Belfast, meaning “rivermouth of the sandbanks”) is the capital and largest city of Northern Ireland. It lies on the River Lagan; it had a population of 333,871 in 2015. By the early 1800s the former town was home to a major port. Belfast played a key role in the Industrial Revolution in the 19th century, becoming the biggest linen producer in the world, earning it the nickname “Linenopolis”. By the time it was granted city status in 1888, it was a major centre of the Irish linen as well as tobacco-processing, rope-making and shipbuilding industries. Harland and Wolff, which built the RMS Titanic, was the world’s biggest and most productive shipyard.
Belfast has received the Society on four occasions, the first in 1954 when the host was Ian Fraser, later knighted as President of his College. The group arrived there from Dublin where three members were elected to the Society: Fred Hanna, Brian Truscott and Sinclair Irwin, and the Report for 1954 states that “it would not be out of place to mention the great kindness and friendliness shown us by Mr and Mrs Sinclair Irwin, who did everything to make our visit in Belfast a happy and memorable occasion.” In 1976 Sinclair and Betty Irwin arranged the Belfastvisit, and in 1997 it was the turn of their son Terry with his wife Jenny. Northern Ireland’s static population and its legacy of terrorism made for interesting surgical papers at the Belfast City Hospital, followed by a tour which included the Giant’s Causeway. Happily our visit in 1997 coincided with an IRA ceasefire preceding the first peace talks for 75 years. Travel was facilitated by Belfast’s two airports to which members flew from the increasingly numerous ones on mainland Britain, and it is therefore interesting to note the comment in the Report for 1954 on the Irish visit that “Air travel is rapidly becoming the principal mode of transport for our members”.

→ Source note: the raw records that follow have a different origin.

//! Crossing detection logic
//!
//! Price-compatibility predicates for both matching phases.

use types::numeric::{Price, PAYOUT_TICKS};

/// Same-outcome crossing: a bid and an ask on the same outcome can trade
/// when the bid pays at least what the ask demands.
pub fn can_match(bid_price: Price, ask_price: Price) -> bool {
    ask_price <= bid_price
}

/// Cross-outcome compatibility: orders on complementary outcomes can trade
/// when their prices sum to at most the full payout. A bid on one outcome at
/// `p` is economically an ask on the complement at `100 - p`, so a resting
/// counter-order at `q` is acceptable exactly when `p + q <= 100`.
pub fn cross_compatible(price: Price, counter_price: Price) -> bool {
    price.ticks() + counter_price.ticks() <= PAYOUT_TICKS
}
//! Two-phase matcher
//!
//! Runs once, synchronously, for a newly inserted order. Phase 1 pairs the
//! taker with resting orders on the same outcome (opposite side, crossing
//! prices, executed at the maker's price). Phase 2 pairs any remainder with
//! resting orders on the complementary outcome (opposite side, prices
//! summing to at most the full payout).
//!
//! In every fill exactly one of the pair is a bid; the bid pays its own
//! locked price per share and receives the ask's outcome shares. For phase 1
//! this makes execution-at-maker-price exact for maker bids and leaves a
//! spread refund for taker bids; for phase 2 the bid's lock is consumed with
//! no residue.
//!
//! Resting orders are never re-evaluated against each other: only the taker
//! drives matching. Levels are visited in price order (best for the taker
//! first), FIFO within a level. A trader's own resting orders are skipped.

use types::fill::{Fill, FillKind};
use types::ids::OrderId;
use types::numeric::Quantity;
use types::order::Side;

use crate::book::OrderBook;
use super::crossing;

/// Match a newly inserted order against the book.
///
/// Returns the fills in execution order; book-side state (fill counters,
/// bid locks, active index, price levels) is already updated when this
/// returns. Funds and shares move when clearing applies the fills.
pub fn match_order(book: &mut OrderBook, taker_id: OrderId) -> Vec<Fill> {
    let mut fills = Vec::new();
    run_phase(book, taker_id, FillKind::SameOutcome, &mut fills);
    if book.is_active(taker_id) {
        run_phase(book, taker_id, FillKind::CrossOutcome, &mut fills);
    }
    fills
}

In 2012 the TSS visit to Belfast (attended by thirty-nine in total) was again hosted by our Secretary Terry Irwin with his wife Jenny, aided by TSS member Paul Blair, at the Royal Victoria Hospital where papers were heard on new approaches to cancer, trauma management, gastro-intestinal failure, repairing abdominal wall defects and managing metastatic disease. Urinary tract stone management was discussed by endo-urologist Trevor Thompson, elected to the TSS during this visit. There was advice on how to handle the trainee in difficulty, and on the meaning of professionalism to the modern surgeon. The final event was dinner at the Houses of Parliament, Stormont, with Unionist MP Ian Paisley (junior) and MLA Basil McCrea, after they had shown us round their historic building. After this visit the TSS travelled by coach to Dublin (the meeting there is covered under Ireland, in the International Visits section of Past Visits).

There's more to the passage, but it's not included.